There are instances in which would like to remove duplicated items from your Python lists. Here are a few use cases that come to mind:
- Counting the number of elements in the list.
- Comparing different lists.
- Preparing a list to be used in data analysis in pandas and visualization in matplotlib, or further post processing.
- Analyzing the probability distribution of the unique list elements.
In this post, we’ll introduce three different techniques to identify if we have any repeated values in the list and obtain a list of unique values that you can later process as needed.

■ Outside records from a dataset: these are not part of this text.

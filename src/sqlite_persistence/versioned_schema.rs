use anyhow::{bail, Context, Result};
use rusqlite::{params, Connection, OpenFlags};
use std::path::Path;
use tracing::info;

pub const DEFAULT_TIMESTAMP: &str = "(cast(strftime('%s','now') as int))";

/// Offset added to every schema version stored in `PRAGMA user_version`, so that a
/// database not created by us (user_version 0) is never mistaken for version 0.
pub const BASE_DB_VERSION: usize = 99999;

#[macro_export]
macro_rules! sqlite_column {
    ($name:expr, $sql_type:expr $(, $field:ident = $value:expr)*) => {
        {
            #[allow(unused_mut)]
            let mut column = Column {
                name: $name,
                sql_type: $sql_type,
                is_primary_key: false,
                non_null: false,
                is_unique: false,
                default_value: None,
                foreign_key: None,
            };
            $(
                column.$field = $value;
            )*
            column
        }
    };
}

#[derive(Debug, PartialEq, Eq)]
pub enum SqlType {
    Text,
    Integer,
    Real,
    Blob,
}

impl SqlType {
    fn as_sql(&self) -> &'static str {
        match self {
            SqlType::Text => "TEXT",
            SqlType::Integer => "INTEGER",
            SqlType::Real => "REAL",
            SqlType::Blob => "BLOB",
        }
    }

    fn from_sql(s: &str) -> Option<&'static SqlType> {
        match s {
            "TEXT" => Some(&SqlType::Text),
            "INTEGER" => Some(&SqlType::Integer),
            "REAL" => Some(&SqlType::Real),
            "BLOB" => Some(&SqlType::Blob),
            _ => None,
        }
    }
}

#[allow(unused)]
pub enum ForeignKeyOnChange {
    NoAction,
    Restrict,
    SetNull,
    SetDefault,
    Cascade,
}

impl ForeignKeyOnChange {
    fn as_sql(&self) -> &'static str {
        match self {
            ForeignKeyOnChange::NoAction => "NO ACTION",
            ForeignKeyOnChange::Restrict => "RESTRICT",
            ForeignKeyOnChange::SetNull => "SET NULL",
            ForeignKeyOnChange::SetDefault => "SET DEFAULT",
            ForeignKeyOnChange::Cascade => "CASCADE",
        }
    }
}

pub struct ForeignKey {
    pub foreign_table: &'static str,
    pub foreign_column: &'static str,
    pub on_delete: ForeignKeyOnChange,
}

pub struct Column<'a> {
    pub name: &'static str,
    pub sql_type: &'a SqlType,
    pub is_primary_key: bool,
    pub non_null: bool,
    pub is_unique: bool,
    pub default_value: Option<&'static str>,
    pub foreign_key: Option<&'a ForeignKey>,
}

impl Column<'_> {
    fn definition(&self) -> String {
        let mut sql = format!("{} {}", self.name, self.sql_type.as_sql());
        if self.is_primary_key {
            sql.push_str(" PRIMARY KEY");
        }
        if self.non_null {
            sql.push_str(" NOT NULL");
        }
        if self.is_unique {
            sql.push_str(" UNIQUE");
        }
        if let Some(default_value) = self.default_value {
            sql.push_str(&format!(" DEFAULT {}", default_value));
        }
        if let Some(foreign_key) = self.foreign_key {
            sql.push_str(&format!(
                " REFERENCES {}({}) ON DELETE {}",
                foreign_key.foreign_table,
                foreign_key.foreign_column,
                foreign_key.on_delete.as_sql()
            ));
        }
        sql
    }
}

pub struct Table {
    pub name: &'static str,
    pub columns: &'static [Column<'static>],
    pub indices: &'static [(&'static str, &'static str)],
}

/// A column as reported by `PRAGMA table_info`.
struct ActualColumn {
    name: String,
    sql_type: Option<&'static SqlType>,
    non_null: bool,
    default_value: Option<String>,
    is_primary_key: bool,
}

fn strip_parentheses(s: &str) -> &str {
    s.strip_prefix('(')
        .and_then(|s| s.strip_suffix(')'))
        .unwrap_or(s)
}

impl Table {
    pub fn create(&self, conn: &Connection) -> Result<()> {
        let columns = self
            .columns
            .iter()
            .map(Column::definition)
            .collect::<Vec<_>>()
            .join(", ");
        conn.execute(&format!("CREATE TABLE {} ({});", self.name, columns), [])
            .with_context(|| format!("Failed to create table {}", self.name))?;

        for (index_name, column_name) in self.indices {
            conn.execute(
                &format!(
                    "CREATE INDEX {} ON {}({});",
                    index_name, self.name, column_name
                ),
                [],
            )?;
        }
        Ok(())
    }

    fn read_columns(&self, conn: &Connection) -> Result<Vec<ActualColumn>> {
        let mut stmt = conn.prepare(&format!("PRAGMA table_info({});", self.name))?;
        let columns = stmt
            .query_map([], |row| {
                Ok(ActualColumn {
                    name: row.get(1)?,
                    sql_type: SqlType::from_sql(&row.get::<_, String>(2)?),
                    non_null: row.get::<_, i32>(3)? == 1,
                    default_value: row.get(4)?,
                    is_primary_key: row.get::<_, i32>(5)? == 1,
                })
            })?
            .collect::<Result<Vec<_>, _>>()?;
        Ok(columns)
    }

    fn validate(&self, conn: &Connection) -> Result<()> {
        let actual_columns = self.read_columns(conn)?;
        if actual_columns.len() != self.columns.len() {
            bail!(
                "Table {} has {} columns, expected {}. Found: [{}], expected: [{}]",
                self.name,
                actual_columns.len(),
                self.columns.len(),
                actual_columns
                    .iter()
                    .map(|c| c.name.as_str())
                    .collect::<Vec<_>>()
                    .join(", "),
                self.columns
                    .iter()
                    .map(|c| c.name)
                    .collect::<Vec<_>>()
                    .join(", ")
            );
        }

        for (actual, expected) in actual_columns.iter().zip(self.columns.iter()) {
            if actual.name != expected.name {
                bail!(
                    "Table {} column name mismatch: expected {}, got {}",
                    self.name,
                    expected.name,
                    actual.name
                );
            }
            if actual.sql_type != Some(expected.sql_type) {
                bail!(
                    "Table {} column {} type mismatch: expected {:?}, got {:?}",
                    self.name,
                    expected.name,
                    expected.sql_type,
                    actual.sql_type
                );
            }
            if actual.non_null != expected.non_null {
                bail!(
                    "Table {} column {} non-null mismatch: expected {}, got {}",
                    self.name,
                    expected.name,
                    expected.non_null,
                    actual.non_null
                );
            }
            if actual.default_value.as_deref().map(strip_parentheses)
                != expected.default_value.map(strip_parentheses)
            {
                bail!(
                    "Table {} column {} default value mismatch: expected {:?}, got {:?}",
                    self.name,
                    expected.name,
                    expected.default_value,
                    actual.default_value
                );
            }
            if actual.is_primary_key != expected.is_primary_key {
                bail!(
                    "Table {} column {} primary key mismatch: expected {}, got {}",
                    self.name,
                    expected.name,
                    expected.is_primary_key,
                    actual.is_primary_key
                );
            }
        }

        for (index_name, _) in self.indices {
            let index_exists = conn
                .query_row(
                    "SELECT 1 FROM sqlite_master WHERE type='index' AND name=?1 AND tbl_name=?2",
                    params![index_name, self.name],
                    |_| Ok(true),
                )
                .unwrap_or(false);
            if !index_exists {
                bail!("Table {} is missing index '{}'", self.name, index_name);
            }
        }

        self.validate_foreign_keys(conn)
    }

    fn validate_foreign_keys(&self, conn: &Connection) -> Result<()> {
        // PRAGMA foreign_key_list: id, seq, table, from, to, on_update, on_delete, match
        let mut stmt = conn.prepare(&format!("PRAGMA foreign_key_list({})", self.name))?;
        let actual_fks = stmt
            .query_map([], |row| {
                Ok((
                    row.get::<_, String>(3)?,
                    row.get::<_, String>(2)?,
                    row.get::<_, String>(4)?,
                    row.get::<_, String>(6)?,
                ))
            })?
            .collect::<Result<Vec<_>, _>>()?;

        for column in self.columns {
            let Some(expected) = column.foreign_key else {
                continue;
            };
            let found = actual_fks.iter().any(|(from, table, to, on_delete)| {
                from == column.name
                    && table == expected.foreign_table
                    && to == expected.foreign_column
                    && on_delete == expected.on_delete.as_sql()
            });
            if !found {
                bail!(
                    "Table {} column {} is missing foreign key REFERENCES {}({}) ON DELETE {}",
                    self.name,
                    column.name,
                    expected.foreign_table,
                    expected.foreign_column,
                    expected.on_delete.as_sql()
                );
            }
        }
        Ok(())
    }
}

pub struct VersionedSchema {
    pub version: usize,
    pub tables: &'static [Table],
    pub migration: Option<fn(&Connection) -> Result<()>>,
}

impl VersionedSchema {
    pub fn create(&self, conn: &Connection) -> Result<()> {
        conn.execute("PRAGMA foreign_keys = ON;", [])?;
        for table in self.tables {
            table.create(conn)?;
        }
        conn.execute(
            &format!("PRAGMA user_version = {}", BASE_DB_VERSION + self.version),
            [],
        )?;
        Ok(())
    }

    pub fn validate(&self, conn: &Connection) -> Result<()> {
        for table in self.tables {
            table.validate(conn)?;
        }
        Ok(())
    }
}

fn read_db_version(conn: &Connection) -> Result<usize> {
    let raw_version = conn
        .query_row("PRAGMA user_version;", [], |row| row.get::<usize, i64>(0))
        .context("Failed to read database version")?;
    let db_version = raw_version - BASE_DB_VERSION as i64;
    if db_version < 0 {
        bail!(
            "Database version {} does not contain base db version {}",
            raw_version,
            BASE_DB_VERSION
        );
    }
    Ok(db_version as usize)
}

fn migrate_if_needed(conn: &Connection, schemas: &[VersionedSchema], version: usize) -> Result<()> {
    let mut latest_from = version;
    for schema in schemas.iter().skip(version + 1) {
        if let Some(migration_fn) = schema.migration {
            info!(
                "Migrating db from version {} to {}",
                latest_from, schema.version
            );
            migration_fn(conn)?;
        }
        latest_from = schema.version;
    }
    conn.execute(
        &format!("PRAGMA user_version = {}", BASE_DB_VERSION + latest_from),
        [],
    )?;
    Ok(())
}

/// Opens the database at `db_path`, creating it with the latest schema if the file
/// doesn't exist. Existing files are validated against their recorded version and
/// then migrated forward.
pub fn open_versioned_db<T: AsRef<Path>>(
    db_path: T,
    schemas: &[VersionedSchema],
) -> Result<Connection> {
    let latest = schemas.last().context("No schema versions defined")?;
    let db_path = db_path.as_ref();

    if !db_path.exists() {
        let conn = Connection::open(db_path)
            .with_context(|| format!("Failed to create database {:?}", db_path))?;
        latest.create(&conn)?;
        return Ok(conn);
    }

    let conn = Connection::open_with_flags(
        db_path,
        OpenFlags::SQLITE_OPEN_READ_WRITE | OpenFlags::SQLITE_OPEN_URI,
    )
    .with_context(|| format!("Failed to open database {:?}", db_path))?;
    conn.execute("PRAGMA foreign_keys = ON;", [])?;

    let version = read_db_version(&conn)?;
    if version >= schemas.len() {
        bail!("Database version {} is too new", version);
    }
    schemas[version].validate(&conn)?;
    migrate_if_needed(&conn, schemas, version)?;
    Ok(conn)
}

Option 1: Using a Python Set
The most straightforward way to drop list duplicates is to use a Python set object. Sets are data constructs that are by definition composed only of unique elements.
my_lst = [1,2,3,4,4,5,3,2,1]
print (list( set (my_lst)))
This will return the following list:
[1, 2, 3, 4, 5]
Option 2: Using Pandas
If you are already using the python library for Data Analysis you can use the very handy drop_duplicates Series method to assure uniqueness of your list elements. If pandas is not installed in your Python environment,
import pandas as pd
my_lst = [1,2,3,4,4,5,3,2,1]
my_unique_lst = list (pd.Series (my_lst).drop_duplicates())
Option 3: Using dict.fromkeys
In Python, We use the dict.fromkeys built in function to create a dictionary made of key value pairs from an iterable such a list. If we pass the dictionary to a list constructor, we filter out all duplicated rows.
my_lst = [1,2,3,4,4,5,3,2,1]
my_unique_lst = list(dict.fromkeys(my_lst))
print(my_unique_lst)
This will return our filtered list:
[1, 2, 3, 4, 5]
Option 4: Using a list comprehension and a set
There are several techniques we can use, but filtering out the duplicates using set is the most “pythonic”:
my_unique_lst = [e for e in set(my_lst)]